Content Moderation Survivor Bias

Content Moderation Survivor Bias

The pitfalls of analyzing emerging events on Twitter.
A blue bird looking confused at Chinese spam hashtags, with a splash of red paint and the stars of the Chinese flag as a backdrop.

On November 24, 2022, a fatal residential apartment building fire broke out in Urumqi, China, killing several residents who had been locked into their apartments from outside as part of China’s zero-COVID effort. Protests against China's COVID-19 restrictions broke out in various cities in China, including Urumqi, Shanghai, Beijing, and Guangzhou. As is often the case, people turned to Twitter to find out more. However, when searching for the Chinese names of these cities, many people observed that news about the protests was difficult to find due to a deluge of spam and adult content using those city names as hashtags. Several analysts and news outlets suggested that this was a deliberate campaign — likely by the Chinese government — to drown out legitimate content with a flood of shady spam.
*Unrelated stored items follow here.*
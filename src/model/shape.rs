use std::fmt;

use indexmap::IndexMap;
use serde::{Deserialize, Serialize};
use ts_rs::TS;

/// Default safety classification for shapes that do not carry one.
pub const DEFAULT_FIELDTYPE: &str = "ProtectiveSafeBlanking";

/// Fallback sub-classification when neither the shape nor its geometry says.
pub const DEFAULT_KIND: &str = "Field";

/// Geometry class of a shape, mirroring the element names in the vendor
/// format's shared shape library.
#[derive(Debug, Clone, Copy, PartialEq, Eq, Default, Serialize, Deserialize, TS)]
#[ts(export)]
pub enum ShapeType {
    #[default]
    Polygon,
    Rectangle,
    Circle,
}

impl ShapeType {
    /// Parse the library's `Type` attribute; anything unrecognized (including
    /// absence) falls back to `Polygon`.
    #[must_use]
    pub fn from_attr(value: Option<&str>) -> Self {
        match value {
            Some("Rectangle") => ShapeType::Rectangle,
            Some("Circle") => ShapeType::Circle,
            _ => ShapeType::Polygon,
        }
    }

    /// The element tag used for this geometry class.
    #[must_use]
    pub const fn tag(self) -> &'static str {
        match self {
            ShapeType::Polygon => "Polygon",
            ShapeType::Rectangle => "Rectangle",
            ShapeType::Circle => "Circle",
        }
    }
}

impl fmt::Display for ShapeType {
    fn fmt(&self, f: &mut fmt::Formatter<'_>) -> fmt::Result {
        f.write_str(self.tag())
    }
}

/// One polygon vertex. Coordinates stay as source strings so values
/// round-trip exactly as written (`"0"` never becomes `"0.0"`).
#[derive(Debug, Clone, PartialEq, Eq, Serialize, Deserialize, TS)]
#[ts(export)]
pub struct Point {
    #[serde(rename = "X")]
    pub x: String,
    #[serde(rename = "Y")]
    pub y: String,
}

impl Point {
    #[must_use]
    pub fn new(x: impl Into<String>, y: impl Into<String>) -> Self {
        Self {
            x: x.into(),
            y: y.into(),
        }
    }
}

/// Geometry payload of a shape. Polygons carry an ordered vertex list (order
/// defines the boundary); rectangles and circles are flat attribute maps.
#[derive(Debug, Clone, PartialEq, Eq, Serialize, Deserialize, TS)]
#[serde(tag = "geometry", rename_all = "snake_case")]
#[ts(export)]
pub enum Geometry {
    Polygon {
        #[serde(rename = "Type")]
        polygon_type: String,
        points: Vec<Point>,
    },
    Rectangle {
        #[ts(type = "Record<string, string>")]
        attributes: IndexMap<String, String>,
    },
    Circle {
        #[ts(type = "Record<string, string>")]
        attributes: IndexMap<String, String>,
    },
}

impl Geometry {
    /// The geometry class this payload belongs to.
    #[must_use]
    pub const fn shape_type(&self) -> ShapeType {
        match self {
            Geometry::Polygon { .. } => ShapeType::Polygon,
            Geometry::Rectangle { .. } => ShapeType::Rectangle,
            Geometry::Circle { .. } => ShapeType::Circle,
        }
    }
}

/// A reusable geometric definition from the shared shape library.
///
/// Shapes are owned by the document-level registry; fields reference them by
/// id. `id` is unique within one document, taken from the source `ID`
/// attribute or synthesized at load time.
#[derive(Debug, Clone, PartialEq, Eq, Serialize, Deserialize, TS)]
#[ts(export)]
pub struct Shape {
    pub id: String,
    pub name: String,
    #[serde(rename = "type")]
    pub shape_type: ShapeType,
    pub fieldtype: String,
    pub kind: String,
    pub geometry: Geometry,
}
I argue that much of this "surge" in spam is illusory, due to both data bias and cognitive bias. I also argue that while the spam did drown out legitimate protest-related content, there is no evidence that it was designed to do so, nor that it was a deliberate effort by the Chinese government. To explain why, we must look at how historical social media data is biased.

 

Data Biases, Cognitive Biases

 

An underappreciated facet of social media analysis is that it is extremely dependent on when the data was gathered, because past data has often been removed or altered by users or the platform itself. When examining newly gathered data, spam and other platform policy-violating behavior will very often appear to have just recently increased, because content enforcement, particularly for low-risk content, is not immediate — it can take several days to detect, write enforcement rules or train models, and then remove content. Enforcement also does not occur linearly — content will be taken down in batches. Distortions can also occur due to the fact that gathering data via APIs can take multiple days — content may have changed or been removed by the time the data gathering mechanism even reaches it.

This same effect appears in various types of data (I discuss a similar effect with user creation dates here), and becomes more pronounced the more likely the data is to contain inauthentic behavior. In a sense, historical queries are prone to a form of survivorship bias: past data has potentially been moderated, while very recent data has not. Basing an analysis on the “surviving” content can distort what really happened.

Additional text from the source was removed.